[Records drawn from a dataset]
***

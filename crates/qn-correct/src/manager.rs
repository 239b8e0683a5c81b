//! Run orchestration.
//!
//! The [`Manager`] owns the per-event variable bank and every detector. Per
//! event the driver refreshes the variables, feeds data vectors, calls
//! [`Manager::process_event`], reads the Q-vectors and clears the event.
//!
//! Q-vector corrections run stage by stage: every configuration first builds
//! its plain Q-vector, then for each step key (in global key order) the
//! latest Q-vectors of all configurations are snapshotted and every
//! configuration having a step with that key runs it. A step that reads
//! another configuration therefore sees it corrected up to, but excluding,
//! the current stage.

use crate::calibration::{ALL_PROCESSES, CalibrationStore};
use crate::correction::{PeerQnVectors, StepQa};
use crate::detector::{Detector, DetectorConfiguration};
use crate::qvector::QnVector;
use qn_core::{Error, EventClassVariableSet, Result, VariableBank};
use qn_hist::AccumulatorList;
use serde::Serialize;
use std::collections::BTreeSet;

/// QA summary of a run.
#[derive(Debug, Clone, Default, PartialEq, Serialize)]
pub struct QaReport {
    /// Process label the run collected for.
    pub process: String,
    /// Events processed.
    pub events: u64,
    /// One entry per correction step.
    pub steps: Vec<StepQa>,
}

/// Owner of the detectors, the variable bank and the calibration context.
#[derive(Debug, Clone)]
pub struct Manager {
    variables: VariableBank,
    event_class_sets: Vec<EventClassVariableSet>,
    detectors: Vec<Detector>,
    calibration_input: CalibrationStore,
    process: String,
    initialized: bool,
    events: u64,
}

impl Manager {
    /// Manager with a variable bank of `n_variables` slots.
    pub fn new(n_variables: usize) -> Self {
        Self {
            variables: VariableBank::new(n_variables),
            event_class_sets: Vec::new(),
            detectors: Vec::new(),
            calibration_input: CalibrationStore::new(),
            process: ALL_PROCESSES.to_string(),
            initialized: false,
            events: 0,
        }
    }

    /// Register a named event-class variable set.
    pub fn add_event_class_variable_set(&mut self, set: EventClassVariableSet) -> Result<()> {
        if self.event_class_variable_set(set.name()).is_some() {
            return Err(Error::Structural(format!(
                "event-class variable set '{}' already registered",
                set.name()
            )));
        }
        if let Some(v) = set.variables().iter().find(|v| v.id() >= self.variables.len()) {
            return Err(Error::Structural(format!(
                "event-class variable '{}' has id {} outside the {}-slot variable bank",
                v.label(),
                v.id(),
                self.variables.len()
            )));
        }
        self.event_class_sets.push(set);
        Ok(())
    }

    /// Registered event-class variable set by name.
    pub fn event_class_variable_set(&self, name: &str) -> Option<&EventClassVariableSet> {
        self.event_class_sets.iter().find(|s| s.name() == name)
    }

    /// Add a detector. Duplicate ids, detector names or configuration names are structural errors.
    pub fn add_detector(&mut self, detector: Detector) -> Result<()> {
        if self.initialized {
            return Err(Error::Structural(format!(
                "detector '{}' added after initialization",
                detector.name()
            )));
        }
        if self.detectors.iter().any(|d| d.id() == detector.id() || d.name() == detector.name()) {
            return Err(Error::Structural(format!(
                "detector id {} or name '{}' already in use",
                detector.id(),
                detector.name()
            )));
        }
        for c in detector.configurations() {
            if self.configuration(c.name()).is_some() {
                return Err(Error::Structural(format!(
                    "configuration name '{}' already used by another detector",
                    c.name()
                )));
            }
        }
        self.detectors.push(detector);
        Ok(())
    }

    /// Detectors in insertion order.
    pub fn detectors(&self) -> &[Detector] {
        &self.detectors
    }

    /// Detector by id.
    pub fn detector(&self, id: usize) -> Option<&Detector> {
        self.detectors.iter().find(|d| d.id() == id)
    }

    /// Configuration by name, across detectors.
    pub fn configuration(&self, name: &str) -> Option<&DetectorConfiguration> {
        self.configurations().find(|c| c.name() == name)
    }

    /// All configurations, detector by detector.
    pub fn configurations(&self) -> impl Iterator<Item = &DetectorConfiguration> {
        self.detectors.iter().flat_map(|d| d.configurations().iter())
    }

    fn configurations_mut(&mut self) -> impl Iterator<Item = &mut DetectorConfiguration> {
        self.detectors.iter_mut().flat_map(|d| d.configurations_mut().iter_mut())
    }

    /// Set the calibration input of the run.
    pub fn set_calibration_input(&mut self, store: CalibrationStore) {
        self.calibration_input = store;
    }

    /// Calibration input of the run.
    pub fn calibration_input(&self) -> &CalibrationStore {
        &self.calibration_input
    }

    /// Set the label of the process being run.
    pub fn set_current_process(&mut self, process: impl Into<String>) {
        self.process = process.into();
    }

    /// Label of the process being run.
    pub fn current_process(&self) -> &str {
        &self.process
    }

    fn check_references(&self) -> Result<()> {
        for c in self.configurations() {
            for (name, harmonics) in c.references() {
                let Some(peer) = self.configuration(name) else {
                    return Err(Error::NotFound(format!(
                        "configuration '{}' references unknown configuration '{name}'",
                        c.name()
                    )));
                };
                if !peer.harmonics().is_superset(&harmonics) {
                    return Err(Error::Structural(format!(
                        "configuration '{}' reads harmonics {:?} of '{name}', which declares {:?}",
                        c.name(),
                        harmonics.iter().collect::<Vec<_>>(),
                        peer.harmonics().iter().collect::<Vec<_>>()
                    )));
                }
            }
        }
        Ok(())
    }

    /// Validate cross-configuration references, create every output
    /// accumulator and attach the calibration input of the current process.
    pub fn initialize(&mut self) -> Result<()> {
        self.check_references()?;
        let store = &self.calibration_input;
        let input = store.input_for(&self.process);
        for detector in &mut self.detectors {
            for c in detector.configurations_mut() {
                c.initialize(&input)?;
            }
        }
        self.initialized = true;
        self.events = 0;
        log::debug!(
            "initialized {} detectors for process '{}'",
            self.detectors.len(),
            self.process
        );
        Ok(())
    }

    /// Per-event variables.
    pub fn variables(&self) -> &VariableBank {
        &self.variables
    }

    /// Per-event variables, for the refresh at the start of each event.
    pub fn variables_mut(&mut self) -> &mut VariableBank {
        &mut self.variables
    }

    /// Feed one contribution to every configuration of detector `detector_id`.
    /// Returns how many configurations kept it.
    pub fn add_data_vector(
        &mut self,
        detector_id: usize,
        phi: f64,
        weight: f64,
        channel: Option<usize>,
    ) -> Result<usize> {
        let variables = self.variables.values();
        let detector = self
            .detectors
            .iter_mut()
            .find(|d| d.id() == detector_id)
            .ok_or_else(|| Error::NotFound(format!("detector id {detector_id}")))?;
        detector.add_data_vector(variables, phi, weight, channel)
    }

    fn peers(&self) -> PeerQnVectors {
        let mut peers = PeerQnVectors::new();
        for c in self.configurations() {
            if let Some(q) = c.latest() {
                peers.insert(c.name(), q.clone());
            }
        }
        peers
    }

    /// Build and correct the Q-vectors of every configuration for the current event.
    pub fn process_event(&mut self) -> Result<()> {
        if !self.initialized {
            return Err(Error::Structural("manager used before initialization".into()));
        }
        let keys: BTreeSet<String> =
            self.configurations().flat_map(|c| c.correction_keys()).collect();
        {
            let variables = self.variables.values();
            for detector in &mut self.detectors {
                for c in detector.configurations_mut() {
                    c.build_qn_vectors(variables)?;
                }
            }
        }
        for key in &keys {
            let peers = self.peers();
            let variables = self.variables.values();
            for detector in &mut self.detectors {
                for c in detector.configurations_mut() {
                    c.process_stage(key, variables, &peers)?;
                }
            }
        }
        self.events += 1;
        Ok(())
    }

    /// Q-vector of configuration `configuration` at `stage`.
    pub fn qn_vector(&self, configuration: &str, stage: &str) -> Option<&QnVector> {
        self.configuration(configuration)?.qn_vector(stage)
    }

    /// Reset every configuration and the variable bank for the next event.
    pub fn clear_event(&mut self) {
        self.configurations_mut().for_each(DetectorConfiguration::clear);
        self.variables.reset();
    }

    /// Number of processed events since initialization.
    pub fn events(&self) -> u64 {
        self.events
    }

    /// Collected calibration under the current process label, plus the
    /// merged list under [`ALL_PROCESSES`].
    pub fn calibration_output(&self) -> Result<CalibrationStore> {
        let list: AccumulatorList =
            self.configurations().flat_map(DetectorConfiguration::calibration_output).collect();
        let mut store = CalibrationStore::new();
        store.insert(self.process.clone(), list);
        if self.process != ALL_PROCESSES {
            store.rebuild_merged()?;
        }
        Ok(store)
    }

    /// Per-step skip counters.
    pub fn qa_report(&self) -> QaReport {
        QaReport {
            process: self.process.clone(),
            events: self.events,
            steps: self.configurations().flat_map(DetectorConfiguration::qa).collect(),
        }
    }
}

#[cfg(test)]
mod tests {
    use super::*;
    use crate::correction::{AlignmentSettings, QnCorrectionSettings, RecenteringSettings};
    use qn_core::{EventClassVariable, HarmonicSet};

    fn classes() -> EventClassVariableSet {
        EventClassVariableSet::with_variables(
            "cent",
            vec![EventClassVariable::uniform(0, "centrality", 2, 0.0, 100.0).unwrap()],
        )
    }

    fn tracks(name: &str, h: &[u32]) -> DetectorConfiguration {
        DetectorConfiguration::tracks(name, classes(), HarmonicSet::new(h).unwrap()).unwrap()
    }

    #[test]
    fn test_duplicate_detectors_rejected() {
        let mut m = Manager::new(4);
        m.add_detector(Detector::new(0, "TPC").with_configuration(tracks("TPC", &[2])).unwrap())
            .unwrap();
        assert!(matches!(m.add_detector(Detector::new(0, "FMD")), Err(Error::Structural(_))));
        assert!(matches!(m.add_detector(Detector::new(1, "TPC")), Err(Error::Structural(_))));
        let clash = Detector::new(2, "FMD").with_configuration(tracks("TPC", &[2])).unwrap();
        assert!(matches!(m.add_detector(clash), Err(Error::Structural(_))));
    }

    #[test]
    fn test_unknown_reference_fails_initialize() {
        let mut m = Manager::new(4);
        let mut fmd = tracks("FMD", &[2]);
        fmd.add_correction(QnCorrectionSettings::Alignment(AlignmentSettings::new("TPC", 2)))
            .unwrap();
        m.add_detector(Detector::new(0, "FMD").with_configuration(fmd).unwrap()).unwrap();
        assert!(matches!(m.initialize(), Err(Error::NotFound(_))));
    }

    #[test]
    fn test_reference_must_carry_harmonic() {
        let mut m = Manager::new(4);
        let mut fmd = tracks("FMD", &[2]);
        fmd.add_correction(QnCorrectionSettings::Alignment(AlignmentSettings::new("TPC", 2)))
            .unwrap();
        m.add_detector(Detector::new(0, "FMD").with_configuration(fmd).unwrap()).unwrap();
        m.add_detector(Detector::new(1, "TPC").with_configuration(tracks("TPC", &[1])).unwrap())
            .unwrap();
        assert!(matches!(m.initialize(), Err(Error::Structural(_))));
    }

    #[test]
    fn test_event_cycle() {
        let mut m = Manager::new(4);
        let mut tpc = tracks("TPC", &[2]);
        tpc.add_correction(QnCorrectionSettings::Recentering(RecenteringSettings::default()))
            .unwrap();
        m.add_detector(Detector::new(0, "TPC").with_configuration(tpc).unwrap()).unwrap();
        m.set_current_process("run1");
        assert!(m.process_event().is_err());
        m.initialize().unwrap();

        m.variables_mut().set(0, 30.0).unwrap();
        assert_eq!(m.add_data_vector(0, 0.1, 1.0, None).unwrap(), 1);
        assert!(matches!(m.add_data_vector(5, 0.1, 1.0, None), Err(Error::NotFound(_))));
        m.process_event().unwrap();
        assert!(m.qn_vector("TPC", "plain").unwrap().is_good());
        assert!(m.qn_vector("TPC", "rec").is_none());
        assert_eq!(m.qn_vector("TPC", "latest"), m.qn_vector("TPC", "plain"));
        m.clear_event();
        assert!(m.qn_vector("TPC", "latest").is_none());
        assert!(m.variables().get(0).unwrap().is_nan());

        let store = m.calibration_output().unwrap();
        assert_eq!(store.list("run1").unwrap().get("TPC_rec").unwrap().total_entries(), 1);
        assert_eq!(store.list("all").unwrap().get("TPC_rec").unwrap().total_entries(), 1);

        let qa = m.qa_report();
        assert_eq!(qa.events, 1);
        assert_eq!(qa.steps.len(), 1);
        assert_eq!(qa.steps[0].step, "rec");
    }
}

***

# Task statement
Your answer should be exactly the lines of the data above, from the first through the line containing "data vectors, calls".

# Written response
filename crates/qn-correct/src/manager.rs
repository 239b8e0683a5c81b
//! Run orchestration.
//!
//! The [`Manager`] owns the per-event variable bank and every detector. Per
//! event the driver refreshes the variables, feeds data vectors, calls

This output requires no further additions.